É normal que isto se suceda? Há quem argumente que há excessos, mas…e esse “mas” diz tudo. Não são racistas, têm amigos e amigas de cor, mas…! Note-se que os ataques ao jogador não foram pelas suas capacidades desportivas, mas sim ao seu tom de pele. E isto não tem argumentação possível.

Não posso deixar de recordar o caso de Dani Alves e da banana que lhe foi atirada a partir das bancadas, que serviu de lanche para uma assistência ao golo, na cara dos que tentaram fazer dele menos do que ele foi e é.

O racismo, como escreveu um dia Gabriel O Pensador, não é mais do que uma burrice.

Estes episódios revelam também as manobras defensivas que as pessoas brancas praticam quando desafiadas racialmente, impedindo qualquer diálogo inter-racial significativo.
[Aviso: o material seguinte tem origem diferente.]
//! Error type for wire-level encoding and parsing.

/// Errors produced while encoding or parsing protocol structures.
#[derive(Debug, thiserror::Error)]
#[non_exhaustive]
pub enum Error {
    /// Frame payload too large for the 16-bit extended header form.
    #[error("frame payload of {0} bytes exceeds the protocol maximum")]
    PayloadTooLarge(usize),

    /// Encoded file name longer than the record's fixed name field.
    #[error("file name of {0} bytes exceeds the 64 byte record field")]
    NameTooLong(usize),

    /// Response bytes did not start with the expected signature.
    #[error("unexpected response signature {0:02x?}")]
    BadSignature([u8; 2]),

    /// Response shorter than the fixed record layout.
    #[error("response record truncated: {0} of 4 bytes")]
    ShortResponse(usize),
}
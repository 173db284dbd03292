//! Command-line client for MicroPython WebREPL devices.

#![allow(
    clippy::print_stdout,
    clippy::print_stderr,
    clippy::missing_docs_in_private_items
)]

mod target;

use std::io::Write;
use std::path::Path;

use anyhow::{Context, Result, bail};
use clap::{CommandFactory, Parser};
use clap_complete::Shell;
use tracing_subscriber::EnvFilter;
use wrepl::{Connection, ExecOpts, ExecOutcome};

use crate::target::Remote;

#[derive(Parser)]
#[command(
    name = "wrepl",
    version,
    about = "Access a remote REPL and move files over the WebREPL protocol",
    after_help = "\
Examples:
  wrepl 192.168.4.1
  wrepl script.py 192.168.4.1:/app/script.py
  wrepl -p secret 192.168.4.1:/app/script.py .
  wrepl -p secret -e \"print('hi')\" 192.168.4.1"
)]
struct Cli {
    /// Device password (prompted with masking when omitted).
    #[arg(short = 'p', long)]
    password: Option<String>,

    /// Execute a code fragment and print its output instead of opening a
    /// REPL.
    #[arg(short = 'e', long = "exec", value_name = "CODE")]
    code: Option<String>,

    /// Generate shell completion scripts.
    #[arg(long, hide = true, value_name = "SHELL")]
    completions: Option<Shell>,

    /// `host[:port]`, `host[:port]:remote_path`, or a local path.
    #[arg(value_name = "SOURCE", required_unless_present = "completions")]
    source: Option<String>,

    /// `host[:port]:remote_path` or a local path.
    #[arg(value_name = "DEST")]
    dest: Option<String>,
}

#[tokio::main(flavor = "current_thread")]
async fn main() {
    init_logging();
    if let Err(e) = Cli::parse().dispatch().await {
        eprintln!("wrepl: {e:#}");
        std::process::exit(1);
    }
}

fn init_logging() {
    let filter = EnvFilter::try_from_default_env().unwrap_or_else(|_| EnvFilter::new("warn"));
    tracing_subscriber::fmt()
        .compact()
        .with_env_filter(filter)
        .with_writer(std::io::stderr)
        .init();
}

impl Cli {
    async fn dispatch(self) -> Result<()> {
        if let Some(shell) = self.completions {
            clap_complete::generate(shell, &mut Self::command(), "wrepl", &mut std::io::stdout());
            return Ok(());
        }
        let Some(source) = self.source else {
            bail!("missing host argument");
        };

        let password = match self.password {
            Some(p) => p,
            None => prompt_password()?,
        };

        if let Some(code) = self.code {
            let (host, port) = target::parse_endpoint(&source)?;
            return exec(&host, port, &password, &code).await;
        }

        match self.dest {
            None => {
                let (host, port) = target::parse_endpoint(&source)?;
                repl(&host, port, &password).await
            }
            Some(dest) => match (target::parse_remote(&source), target::parse_remote(&dest)) {
                (Some(remote), None) => get(remote, Path::new(&dest), &password).await,
                (None, Some(remote)) => put(Path::new(&source), remote, &password).await,
                _ => bail!("exactly one of source/destination must use host:remote_path form"),
            },
        }
    }
}

/// Connects and logs in; every operation gets a fresh connection.
async fn open(host: &str, port: u16, password: &str) -> Result<Connection> {
    let mut session = wrepl::connect(host, port)
        .await
        .with_context(|| format!("cannot reach {host}:{port}"))?;
    session.login(password).await.context("login failed")?;
    Ok(session)
}

async fn exec(host: &str, port: u16, password: &str, code: &str) -> Result<()> {
    let mut session = open(host, port, password).await?;
    match session.exec(code, ExecOpts::default()).await? {
        ExecOutcome::Reset => eprintln!("[sent reset, not waiting for output]"),
        ExecOutcome::Completed(output) | ExecOutcome::TimedOut(output) => {
            let mut stdout = std::io::stdout();
            stdout.write_all(&output)?;
            stdout.flush()?;
        }
    }
    Ok(())
}

#[cfg(unix)]
async fn repl(host: &str, port: u16, password: &str) -> Result<()> {
    let session = open(host, port, password).await?;
    Ok(wrepl::repl::run(session).await?)
}

#[cfg(not(unix))]
async fn repl(_host: &str, _port: u16, _password: &str) -> Result<()> {
    bail!("the interactive session requires a Unix terminal")
}

async fn get(remote: Remote, dest: &Path, password: &str) -> Result<()> {
    let local = target::resolve_get_dest(dest, &remote.path);
    println!("{} -> {}", remote.path, local.display());

    let mut session = open(&remote.host, remote.port, password).await?;
    session
        .get_file(&remote.path, &local, |received| {
            print!("\rReceived {received} bytes");
            let _ = std::io::stdout().flush();
        })
        .await?;
    println!();
    Ok(())
}

async fn put(source: &Path, remote: Remote, password: &str) -> Result<()> {
    let remote_path = target::resolve_put_dest(&remote.path, source);
    println!("{} -> {}", source.display(), remote_path);

    let mut session = open(&remote.host, remote.port, password).await?;
    session
        .put_file(source, &remote_path, |sent, total| {
            print!("\rSent {sent} of {total} bytes");
            let _ = std::io::stdout().flush();
        })
        .await?;
    println!();
    Ok(())
}

#[cfg(unix)]
fn prompt_password() -> Result<String> {
    Ok(wrepl::term::prompt_password("Password: ")?)
}

#[cfg(not(unix))]
fn prompt_password() -> Result<String> {
    bail!("no masked prompt available on this platform; pass the password with -p")
}
//! Protocol session: login and the request/response exchanges.

use tokio::io::{AsyncRead, AsyncWrite};
use tracing::debug;
use wrepl_proto::{FrameKind, Op, RESPONSE_LEN, Request, Response};

use crate::frames::{FrameReader, FrameWriter};
use crate::{Error, Result};

/// One protocol session over a reader/writer pair.
///
/// Exactly one of the REPL, a file transfer, or an execution capture is
/// expected to run per session; the underlying connection closes when the
/// session is dropped.
#[derive(Debug)]
pub struct Session<R, W> {
    /// Frame-reassembling read half.
    pub(crate) reader: FrameReader<R>,
    /// Frame-encoding write half.
    pub(crate) writer: FrameWriter<W>,
}

impl<R, W> Session<R, W>
where
    R: AsyncRead + Unpin,
    W: AsyncWrite + Unpin,
{
    /// Builds a session from raw stream halves.
    pub fn new(read: R, write: W) -> Self {
        Self {
            reader: FrameReader::new(read),
            writer: FrameWriter::new(write),
        }
    }

    /// Splits the session back into its framing halves.
    ///
    /// The interactive loop drives the two halves from different `select!`
    /// branches.
    #[must_use]
    pub fn into_parts(self) -> (FrameReader<R>, FrameWriter<W>) {
        (self.reader, self.writer)
    }

    /// Performs the password exchange.
    ///
    /// Scans text-tolerant bytes for the `:` of the prompt, requires the
    /// byte after it to be a space, then sends `password + CR` as one text
    /// frame. No acknowledgement is read here — a wrong password only shows
    /// up through later exchanges.
    pub async fn login(&mut self, password: &str) -> Result<()> {
        while self.reader.read_byte(true).await? != b':' {}
        let after = self.reader.read_byte(true).await?;
        if after != b' ' {
            return Err(Error::Protocol(format!(
                "expected space after password prompt, got {after:#04x}"
            )));
        }

        let mut reply = Vec::with_capacity(password.len() + 1);
        reply.extend_from_slice(password.as_bytes());
        reply.push(b'\r');
        self.writer.write_frame(FrameKind::Text, &reply).await?;
        debug!("password sent");
        Ok(())
    }

    /// Sends a file-operation request record as one binary frame.
    pub(crate) async fn send_request(&mut self, op: Op, size: u32, name: &str) -> Result<()> {
        let record = Request { op, size, name }.encode()?;
        debug!(%op, size, name, "request");
        self.writer.write_frame(FrameKind::Binary, &record).await
    }

    /// Reads and parses one status response record.
    pub(crate) async fn read_response(&mut self) -> Result<u16> {
        let raw = self.reader.read(RESPONSE_LEN, false).await?;
        Ok(Response::parse(&raw)?.status)
    }

    /// Queries the remote service version.
    ///
    /// The reply is three raw framed bytes, not a status record — the one
    /// special case among the exchanges.
    pub async fn get_version(&mut self) -> Result<(u8, u8, u8)> {
        self.send_request(Op::GetVersion, 0, "").await?;
        let raw = self.reader.read(3, false).await?;
        Ok((raw[0], raw[1], raw[2]))
    }
}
E isto demonstra a forma como a branquitude é encarada.

A sociedade tem sido confrontada com o pesado lastro histórico de recentes manifestações de ódio racial, em que a escassez terminológica sobre a temática do racismo dificulta ainda mais as já de si difíceis conversas que a cada dia se tornam mais incontornáveis. Esta lacuna comprova a forma como temos mantido a questão do racismo em “banho-maria”.

Cabe-nos continuar a denunciar esses momentos. No desporto, e não só. Para nos lembrar que o mundo pode ser melhor, e que a vigilância deve permanecer entre todas e todos nós.

Antes que adormeçamos em democracia e acordemos em fascismo.